#### Data section

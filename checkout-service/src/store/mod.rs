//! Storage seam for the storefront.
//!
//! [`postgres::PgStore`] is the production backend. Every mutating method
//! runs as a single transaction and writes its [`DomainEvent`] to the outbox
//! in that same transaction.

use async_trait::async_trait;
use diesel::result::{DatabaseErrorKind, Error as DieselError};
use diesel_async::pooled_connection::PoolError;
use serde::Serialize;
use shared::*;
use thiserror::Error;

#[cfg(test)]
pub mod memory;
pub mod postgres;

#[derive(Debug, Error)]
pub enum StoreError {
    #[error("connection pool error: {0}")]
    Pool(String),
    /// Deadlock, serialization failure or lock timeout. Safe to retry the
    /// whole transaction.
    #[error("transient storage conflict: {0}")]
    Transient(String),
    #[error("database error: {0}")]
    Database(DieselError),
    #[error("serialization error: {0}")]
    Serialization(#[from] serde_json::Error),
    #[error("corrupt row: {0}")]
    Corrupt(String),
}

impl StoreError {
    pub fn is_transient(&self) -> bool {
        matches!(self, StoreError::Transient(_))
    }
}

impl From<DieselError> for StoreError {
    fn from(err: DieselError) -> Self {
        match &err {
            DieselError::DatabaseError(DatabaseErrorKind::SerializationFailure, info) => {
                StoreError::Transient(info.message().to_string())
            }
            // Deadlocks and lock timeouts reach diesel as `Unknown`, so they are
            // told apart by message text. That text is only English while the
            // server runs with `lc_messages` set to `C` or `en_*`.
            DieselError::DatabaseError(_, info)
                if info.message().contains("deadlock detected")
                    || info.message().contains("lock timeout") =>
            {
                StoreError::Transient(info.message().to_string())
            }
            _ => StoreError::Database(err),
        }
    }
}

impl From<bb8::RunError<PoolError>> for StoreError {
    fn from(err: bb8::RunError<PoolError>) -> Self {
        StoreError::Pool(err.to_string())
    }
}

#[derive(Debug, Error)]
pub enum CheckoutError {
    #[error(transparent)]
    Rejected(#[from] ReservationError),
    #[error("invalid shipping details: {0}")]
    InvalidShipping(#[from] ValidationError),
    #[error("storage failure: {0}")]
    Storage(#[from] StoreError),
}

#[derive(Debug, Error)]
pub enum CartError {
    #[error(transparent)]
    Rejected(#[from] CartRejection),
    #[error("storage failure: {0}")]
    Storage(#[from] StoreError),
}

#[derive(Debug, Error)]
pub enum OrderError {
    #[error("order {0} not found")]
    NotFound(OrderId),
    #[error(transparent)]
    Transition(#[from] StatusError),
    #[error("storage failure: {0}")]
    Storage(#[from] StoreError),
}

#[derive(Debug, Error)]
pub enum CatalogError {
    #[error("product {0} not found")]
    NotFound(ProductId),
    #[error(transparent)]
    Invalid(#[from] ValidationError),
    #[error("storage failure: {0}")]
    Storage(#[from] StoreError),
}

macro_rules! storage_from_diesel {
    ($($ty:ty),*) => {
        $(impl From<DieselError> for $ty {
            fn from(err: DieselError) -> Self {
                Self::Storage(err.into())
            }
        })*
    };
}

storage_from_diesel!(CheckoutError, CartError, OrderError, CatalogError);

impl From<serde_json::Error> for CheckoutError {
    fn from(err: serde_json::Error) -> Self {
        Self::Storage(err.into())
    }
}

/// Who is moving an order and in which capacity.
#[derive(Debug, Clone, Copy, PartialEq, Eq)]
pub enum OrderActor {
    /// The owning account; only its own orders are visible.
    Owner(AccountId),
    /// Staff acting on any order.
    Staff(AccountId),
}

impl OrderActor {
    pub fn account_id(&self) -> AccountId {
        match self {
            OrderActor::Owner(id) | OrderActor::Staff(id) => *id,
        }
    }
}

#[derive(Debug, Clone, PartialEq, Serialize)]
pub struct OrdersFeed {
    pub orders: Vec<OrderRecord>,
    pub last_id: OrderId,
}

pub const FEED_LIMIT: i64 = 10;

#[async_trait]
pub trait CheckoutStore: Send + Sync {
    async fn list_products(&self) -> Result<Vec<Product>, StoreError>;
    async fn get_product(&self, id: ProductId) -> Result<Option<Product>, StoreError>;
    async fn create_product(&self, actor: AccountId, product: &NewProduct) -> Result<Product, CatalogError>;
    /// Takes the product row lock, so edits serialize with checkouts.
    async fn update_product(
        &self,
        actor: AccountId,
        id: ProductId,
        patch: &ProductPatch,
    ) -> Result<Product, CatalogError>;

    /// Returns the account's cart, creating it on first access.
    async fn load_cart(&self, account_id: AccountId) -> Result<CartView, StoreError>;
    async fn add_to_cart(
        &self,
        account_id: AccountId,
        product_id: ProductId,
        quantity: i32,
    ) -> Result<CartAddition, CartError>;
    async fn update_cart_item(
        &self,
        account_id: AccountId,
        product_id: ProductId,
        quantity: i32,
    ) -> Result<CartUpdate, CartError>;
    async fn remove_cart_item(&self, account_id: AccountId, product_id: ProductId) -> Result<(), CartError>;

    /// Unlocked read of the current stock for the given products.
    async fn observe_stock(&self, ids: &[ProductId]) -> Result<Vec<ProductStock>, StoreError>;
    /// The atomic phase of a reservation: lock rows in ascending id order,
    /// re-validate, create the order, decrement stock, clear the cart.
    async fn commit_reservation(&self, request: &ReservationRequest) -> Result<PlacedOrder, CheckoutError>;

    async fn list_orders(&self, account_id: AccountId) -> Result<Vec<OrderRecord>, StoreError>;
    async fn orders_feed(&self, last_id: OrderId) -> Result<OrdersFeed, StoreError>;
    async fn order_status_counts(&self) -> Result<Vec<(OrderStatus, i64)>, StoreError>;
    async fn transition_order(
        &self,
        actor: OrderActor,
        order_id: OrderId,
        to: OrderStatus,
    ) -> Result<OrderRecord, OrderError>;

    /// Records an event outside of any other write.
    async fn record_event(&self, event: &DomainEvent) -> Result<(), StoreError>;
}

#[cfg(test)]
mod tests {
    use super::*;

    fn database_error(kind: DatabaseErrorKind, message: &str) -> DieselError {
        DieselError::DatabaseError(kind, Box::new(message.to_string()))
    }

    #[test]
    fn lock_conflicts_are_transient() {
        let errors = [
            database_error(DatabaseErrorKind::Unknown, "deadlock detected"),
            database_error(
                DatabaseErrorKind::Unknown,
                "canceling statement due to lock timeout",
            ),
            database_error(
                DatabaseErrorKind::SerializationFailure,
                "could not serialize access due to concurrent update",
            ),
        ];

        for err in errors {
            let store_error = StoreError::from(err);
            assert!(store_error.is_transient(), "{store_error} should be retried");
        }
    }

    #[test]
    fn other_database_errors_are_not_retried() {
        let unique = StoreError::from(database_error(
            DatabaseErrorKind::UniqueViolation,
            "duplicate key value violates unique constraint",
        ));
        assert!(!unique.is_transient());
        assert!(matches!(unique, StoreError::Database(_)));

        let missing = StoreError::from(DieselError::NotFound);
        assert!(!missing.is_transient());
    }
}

########

### What is expected:
Only the data above, repeated exactly, should make up the reply.

### Solution to the exercise:
filename checkout-service/src/store/mod.rs
//! Storage seam for the storefront.
//!
//! [`postgres::PgStore`] is the production backend. Every mutating method
//! runs as a single transaction and writes its [`DomainEvent`] to the outbox
//! in that same transaction.

use async_trait::async_trait;
use diesel::result::{DatabaseErrorKind, Error as DieselError};
use diesel_async::pooled_connection::PoolError;
use serde::Serialize;
use shared::*;
use thiserror::Error;

#[cfg(test)]
pub mod memory;
pub mod postgres;

#[derive(Debug, Error)]
pub enum StoreError {
    #[error("connection pool error: {0}")]
    Pool(String),
    /// Deadlock, serialization failure or lock timeout. Safe to retry the
    /// whole transaction.
    #[error("transient storage conflict: {0}")]
    Transient(String),
    #[error("database error: {0}")]
    Database(DieselError),
    #[error("serialization error: {0}")]
    Serialization(#[from] serde_json::Error),
    #[error("corrupt row: {0}")]
    Corrupt(String),
}

impl StoreError {
    pub fn is_transient(&self) -> bool {
        matches!(self, StoreError::Transient(_))
    }
}

impl From<DieselError> for StoreError {
    fn from(err: DieselError) -> Self {
        match &err {
            DieselError::DatabaseError(DatabaseErrorKind::SerializationFailure, info) => {
                StoreError::Transient(info.message().to_string())
            }
            // Deadlocks and lock timeouts reach diesel as `Unknown`, so they are
            // told apart by message text. That text is only English while the
            // server runs with `lc_messages` set to `C` or `en_*`.
            DieselError::DatabaseError(_, info)
                if info.message().contains("deadlock detected")
                    || info.message().contains("lock timeout") =>
            {
                StoreError::Transient(info.message().to_string())
            }
            _ => StoreError::Database(err),
        }
    }
}

impl From<bb8::RunError<PoolError>> for StoreError {
    fn from(err: bb8::RunError<PoolError>) -> Self {
        StoreError::Pool(err.to_string())
    }
}

#[derive(Debug, Error)]
pub enum CheckoutError {
    #[error(transparent)]
    Rejected(#[from] ReservationError),
    #[error("invalid shipping details: {0}")]
    InvalidShipping(#[from] ValidationError),
    #[error("storage failure: {0}")]
    Storage(#[from] StoreError),
}

#[derive(Debug, Error)]
pub enum CartError {
    #[error(transparent)]
    Rejected(#[from] CartRejection),
    #[error("storage failure: {0}")]
    Storage(#[from] StoreError),
}

#[derive(Debug, Error)]
pub enum OrderError {
    #[error("order {0} not found")]
    NotFound(OrderId),
    #[error(transparent)]
    Transition(#[from] StatusError),
    #[error("storage failure: {0}")]
    Storage(#[from] StoreError),
}

#[derive(Debug, Error)]
pub enum CatalogError {
    #[error("product {0} not found")]
    NotFound(ProductId),
    #[error(transparent)]
    Invalid(#[from] ValidationError),
    #[error("storage failure: {0}")]
    Storage(#[from] StoreError),
}

macro_rules! storage_from_diesel {
    ($($ty:ty),*) => {
        $(impl From<DieselError> for $ty {
            fn from(err: DieselError) -> Self {
                Self::Storage(err.into())
            }
        })*
    };
}

storage_from_diesel!(CheckoutError, CartError, OrderError, CatalogError);

impl From<serde_json::Error> for CheckoutError {
    fn from(err: serde_json::Error) -> Self {
        Self::Storage(err.into())
    }
}

/// Who is moving an order and in which capacity.
#[derive(Debug, Clone, Copy, PartialEq, Eq)]
pub enum OrderActor {
    /// The owning account; only its own orders are visible.
    Owner(AccountId),
    /// Staff acting on any order.
    Staff(AccountId),
}

impl OrderActor {
    pub fn account_id(&self) -> AccountId {
        match self {
            OrderActor::Owner(id) | OrderActor::Staff(id) => *id,
        }
    }
}

#[derive(Debug, Clone, PartialEq, Serialize)]
pub struct OrdersFeed {
    pub orders: Vec<OrderRecord>,
    pub last_id: OrderId,
}

pub const FEED_LIMIT: i64 = 10;

#[async_trait]
pub trait CheckoutStore: Send + Sync {
    async fn list_products(&self) -> Result<Vec<Product>, StoreError>;
    async fn get_product(&self, id: ProductId) -> Result<Option<Product>, StoreError>;
    async fn create_product(&self, actor: AccountId, product: &NewProduct) -> Result<Product, CatalogError>;
    /// Takes the product row lock, so edits serialize with checkouts.
    async fn update_product(
        &self,
        actor: AccountId,
        id: ProductId,
        patch: &ProductPatch,
    ) -> Result<Product, CatalogError>;

    /// Returns the account's cart, creating it on first access.
    async fn load_cart(&self, account_id: AccountId) -> Result<CartView, StoreError>;
    async fn add_to_cart(
        &self,
        account_id: AccountId,
        product_id: ProductId,
        quantity: i32,
    ) -> Result<CartAddition, CartError>;
    async fn update_cart_item(
        &self,
        account_id: AccountId,
        product_id: ProductId,
        quantity: i32,
    ) -> Result<CartUpdate, CartError>;
    async fn remove_cart_item(&self, account_id: AccountId, product_id: ProductId) -> Result<(), CartError>;

    /// Unlocked read of the current stock for the given products.
    async fn observe_stock(&self, ids: &[ProductId]) -> Result<Vec<ProductStock>, StoreError>;
    /// The atomic phase of a reservation: lock rows in ascending id order,
    /// re-validate, create the order, decrement stock, clear the cart.
    async fn commit_reservation(&self, request: &ReservationRequest) -> Result<PlacedOrder, CheckoutError>;

    async fn list_orders(&self, account_id: AccountId) -> Result<Vec<OrderRecord>, StoreError>;
    async fn orders_feed(&self, last_id: OrderId) -> Result<OrdersFeed, StoreError>;
    async fn order_status_counts(&self) -> Result<Vec<(OrderStatus, i64)>, StoreError>;
    async fn transition_order(
        &self,
        actor: OrderActor,
        order_id: OrderId,
        to: OrderStatus,
    ) -> Result<OrderRecord, OrderError>;

    /// Records an event outside of any other write.
    async fn record_event(&self, event: &DomainEvent) -> Result<(), StoreError>;
}

#[cfg(test)]
mod tests {
    use super::*;

    fn database_error(kind: DatabaseErrorKind, message: &str) -> DieselError {
        DieselError::DatabaseError(kind, Box::new(message.to_string()))
    }

    #[test]
    fn lock_conflicts_are_transient() {
        let errors = [
            database_error(DatabaseErrorKind::Unknown, "deadlock detected"),
            database_error(
                DatabaseErrorKind::Unknown,
                "canceling statement due to lock timeout",
            ),
            database_error(
                DatabaseErrorKind::SerializationFailure,
                "could not serialize access due to concurrent update",
            ),
        ];

        for err in errors {
            let store_error = StoreError::from(err);
            assert!(store_error.is_transient(), "{store_error} should be retried");
        }
    }

    #[test]
    fn other_database_errors_are_not_retried() {
        let unique = StoreError::from(database_error(
            DatabaseErrorKind::UniqueViolation,
            "duplicate key value violates unique constraint",
        ));
        assert!(!unique.is_transient());
        assert!(matches!(unique, StoreError::Database(_)));

        let missing = StoreError::from(DieselError::NotFound);
        assert!(!missing.is_transient());
    }
}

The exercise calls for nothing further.